校長室のひとりごと「OECD(経済開発協力機構)」

 明日からGW後半に入りますが、この期間に岸田総理はフランスなど3か国へ訪問するようです。今回のフランス訪問ではOECD(経済開発協力機構)会議での「生成AIの国際的ルールづくりの必要性」について基調講演するそうです。特に政治に興味があるわけではありませんが、このニュースはストレートに耳に入ってきました。というのも「OECD(経済開発協力機構)」という単語が理由です。実は日本の学校教育とOECDは深い関係にあります。OECDが概ね3年ごとに進めている国際的な学習到達度に関する調査(PISA調査)には日本を含む81の国と地域が参加しています。この調査は、義務教育修了段階の15歳が対象で「数学的リテラシー」「科学的リテラシー」「読解リテラシー」の3分野について調査します。前回は2022年に実施され、全3分野において低迷していた2018年調査を上回り、2022年調査で日本は各分野トップレベルの結果でした。

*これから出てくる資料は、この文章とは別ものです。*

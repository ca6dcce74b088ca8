use std::sync::Arc;
use std::time::Instant;

use serde::{Deserialize, Serialize};
use thiserror::Error;
use tracing::{debug, info};

use crate::job::keys::{chunks_prefix, timings_prefix};
use crate::metrics::FILES_CLEANED_UP;
use crate::progress::{ProgressEvent, ProgressHandle};
use crate::storage::{ObjectStore, StorageError};

use super::config::CleanupConfig;

/// Errors that can occur during cleanup.
#[derive(Debug, Error)]
pub enum CleanupError {
    #[error("Storage error: {0}")]
    Storage(#[from] StorageError),
}

/// Outcome of one cleanup run.
#[derive(Debug, Clone, Default, PartialEq, Eq, Serialize, Deserialize)]
pub struct CleanupReport {
    pub files_deleted: usize,
    pub min_files_to_delete: usize,
    pub elapsed_ms: u64,
    pub skipped: bool,
}

impl CleanupReport {
    fn skipped() -> Self {
        Self {
            skipped: true,
            ..Default::default()
        }
    }
}

/// Deletes chunk segments and timing markers of a job.
///
/// Metadata, error reports and the final output are kept.
pub struct CleanupCoordinator {
    store: Arc<dyn ObjectStore>,
    config: CleanupConfig,
}

impl CleanupCoordinator {
    pub fn new(store: Arc<dyn ObjectStore>, config: CleanupConfig) -> Self {
        Self { store, config }
    }

    pub fn config(&self) -> &CleanupConfig {
        &self.config
    }

    /// Intermediate keys currently present under the job prefix.
    pub async fn files_to_delete(&self, prefix: &str) -> Result<Vec<String>, CleanupError> {
        let mut keys: Vec<String> = self
            .store
            .list(&chunks_prefix(prefix))
            .await?
            .into_iter()
            .map(|o| o.key)
            .collect();
        keys.extend(
            self.store
                .list(&timings_prefix(prefix))
                .await?
                .into_iter()
                .map(|o| o.key),
        );
        Ok(keys)
    }

    /// Deletes the job's intermediates in batches.
    ///
    /// Skips without touching storage when cleanup is disabled or
    /// `skip_requested` is set.
    pub async fn run(
        &self,
        prefix: &str,
        skip_requested: bool,
        progress: &ProgressHandle,
    ) -> Result<CleanupReport, CleanupError> {
        if !self.config.enabled || skip_requested {
            debug!(prefix = %prefix, "Cleanup skipped");
            progress.emit(ProgressEvent::CleanupSkipped).await;
            return Ok(CleanupReport::skipped());
        }

        let started = Instant::now();
        let keys = self.files_to_delete(prefix).await?;
        progress
            .emit(ProgressEvent::CleanupStarted {
                min_files_to_delete: keys.len() as u64,
            })
            .await;

        let mut files_deleted = 0;
        for batch in keys.chunks(self.config.batch_size.max(1)) {
            files_deleted += self.store.delete(batch).await?;
            progress
                .emit(ProgressEvent::CleanupProgress {
                    files_deleted: files_deleted as u64,
                })
                .await;
        }
        FILES_CLEANED_UP.inc_by(files_deleted as u64);

        let elapsed_ms = started.elapsed().as_millis() as u64;
        progress
            .emit(ProgressEvent::CleanupDone {
                files_deleted: files_deleted as u64,
                elapsed_ms,
            })
            .await;
        info!(
            prefix = %prefix,
            "Cleaned up {} of {} intermediate objects in {}ms",
            files_deleted,
            keys.len(),
            elapsed_ms
        );

        Ok(CleanupReport {
            files_deleted,
            min_files_to_delete: keys.len(),
            elapsed_ms,
            skipped: false,
        })
    }
}

#[cfg(test)]
mod tests {
    use super::*;
    use crate::job::keys::{chunk_key, error_key, job_prefix, metadata_key, timing_key};
    use crate::job::{ChunkTiming, StreamKind};
    use crate::progress::{create_progress_channel, ProgressSnapshot, ProgressState};
    use crate::storage::InMemoryObjectStore;

    async fn seeded_store(prefix: &str, chunks: usize) -> Arc<InMemoryObjectStore> {
        let store = Arc::new(InMemoryObjectStore::new());
        store.put(&metadata_key(prefix), b"{}".to_vec()).await.unwrap();
        for i in 0..chunks {
            store
                .put(&chunk_key(prefix, i, StreamKind::Video), vec![1])
                .await
                .unwrap();
            let timing = ChunkTiming {
                chunk_index: i,
                attempt: 1,
                start_ms: 0,
                end_ms: 10,
            };
            store.put(&timing_key(prefix, &timing), vec![]).await.unwrap();
        }
        store.put(&error_key(prefix, 0, 1), b"{}".to_vec()).await.unwrap();
        store
    }

    fn progress() -> (ProgressHandle, tokio::task::JoinHandle<ProgressState>) {
        let (handle, aggregator) =
            create_progress_channel(Arc::new(|_: &ProgressSnapshot| {}), 64);
        (handle, tokio::spawn(aggregator.run()))
    }

    #[tokio::test]
    async fn test_deletes_only_intermediates() {
        let prefix = job_prefix("job-1", None);
        let store = seeded_store(&prefix, 3).await;
        let coordinator =
            CleanupCoordinator::new(store.clone(), CleanupConfig::default().with_batch_size(2));

        let (handle, agg) = progress();
        let report = coordinator.run(&prefix, false, &handle).await.unwrap();
        drop(handle);
        let state = agg.await.unwrap();

        assert_eq!(report.files_deleted, 6);
        assert_eq!(report.min_files_to_delete, 6);
        assert!(!report.skipped);
        assert_eq!(
            store.keys().await,
            vec![error_key(&prefix, 0, 1), metadata_key(&prefix)]
        );
        let snapshot = state.snapshot();
        assert_eq!(snapshot.cleanup.total, Some(6));
        assert!(snapshot.cleanup.is_finished());
    }

    #[tokio::test]
    async fn test_cleanup_twice_is_idempotent() {
        let prefix = job_prefix("job-2", None);
        let store = seeded_store(&prefix, 4).await;
        let coordinator = CleanupCoordinator::new(store.clone(), CleanupConfig::default());
        let (handle, agg) = progress();

        coordinator.run(&prefix, false, &handle).await.unwrap();
        let after_once = store.keys().await;
        let second = coordinator.run(&prefix, false, &handle).await.unwrap();
        drop(handle);
        agg.await.unwrap();

        assert_eq!(second.files_deleted, 0);
        assert_eq!(store.keys().await, after_once);
    }

    #[tokio::test]
    async fn test_skip_leaves_storage_untouched() {
        let prefix = job_prefix("job-3", None);
        let store = seeded_store(&prefix, 2).await;
        let before = store.keys().await;

        let (handle, agg) = progress();
        let skipped_by_request = CleanupCoordinator::new(store.clone(), CleanupConfig::default())
            .run(&prefix, true, &handle)
            .await
            .unwrap();
        let skipped_by_config = CleanupCoordinator::new(store.clone(), CleanupConfig::disabled())
            .run(&prefix, false, &handle)
            .await
            .unwrap();
        drop(handle);
        let state = agg.await.unwrap();

        assert!(skipped_by_request.skipped);
        assert!(skipped_by_config.skipped);
        assert_eq!(store.keys().await, before);
        assert!(state.snapshot().cleanup.skipped);
    }
}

 文部科学省も調査結果には注目しており、順位はもとより日本の義務教育の成果や課題を分析し、10年に一度改定される「学習指導要領」や「教育施策」などにこれまでも反映されています。例えば「GIGAスクール構想」です。2015年実施のPISA調査では、日本の学生はスマホやPCなどの使用頻度は世界的にトップレベルだが、内容は動画やメール、SNSが中心で、他国の若者の主な使用内容である「学習への活用」はほとんどない、という結果でした。このような背景から「GIGAスクール構想」義務教育児童生徒への一人一台端末が急速に配備され現在に至っています。
 OECDのPISA調査、次回は2025年、現中学3年生世代が対象です。調査結果に注目していきたいと思います。
 その前に、今日の「生成AIの国際的なルールづくり」に関する岸田総理の基調講演にも注目ですね。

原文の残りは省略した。